CiTO / CiteULike: publishing innovation
Readers of my blog know I have been using the Citation Typing Ontology, CiTO (doi:10.1186/2041-1480-1-S1-S6). I allows me to see how the CDK is cited and used . CiteULike is currently adding more CiTO more functionality, which they started doing almost one and a half years ago.
One of the things, is that the CiTO data added via a certain account, can be downloaded as triples:
The second is that they are improving the graphics of how it is visualized. E.g. they added an ‘Expand’ link, which I found when they tweeted they had hidden drag-n-drop, which I haven’t found yet, though. Clicking that action, will show you the following:
Because CiteULike takes advantage of the inverse function of the CiTO predictates, they show up with the cited paper too, which is less suitable for the top-down flow graphics:
To make this advertorial a bit balanced, not all my wishes have been implemented yet, and the next up from my perspective should be Linked Data. There is some Linked Data embedded as RDFa, but the latter is not turning out to be the killer I had hoped, and regular RDF entry points should be used.

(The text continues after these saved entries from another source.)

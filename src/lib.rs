// Export modules for library usage
pub mod analyzers;
pub mod cli;
pub mod commands;
pub mod complexity;
pub mod core;
pub mod io;

// Re-export commonly used types
pub use crate::analyzers::{Analyzer, PythonAnalyzer};
pub use crate::commands::analyze::estimate_complexity;
pub use crate::complexity::{classify, max_iteration_depth, Complexity, TraversalState};
pub use crate::core::{Error, NodeKind, SyntaxNode};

Each CiteULike entry (post) should get a unique IRI (or URI) and opening that link should give RDF about that post (wish #10). That’s is dereferencibility. The RDF can be, for example, in BIBO but there are many alternatives, and I have not been keeping up with which is the best (please leave a comment, if you have an opinion on that).
But I like where this is going! Thanx, CiteIReallyLikeThis!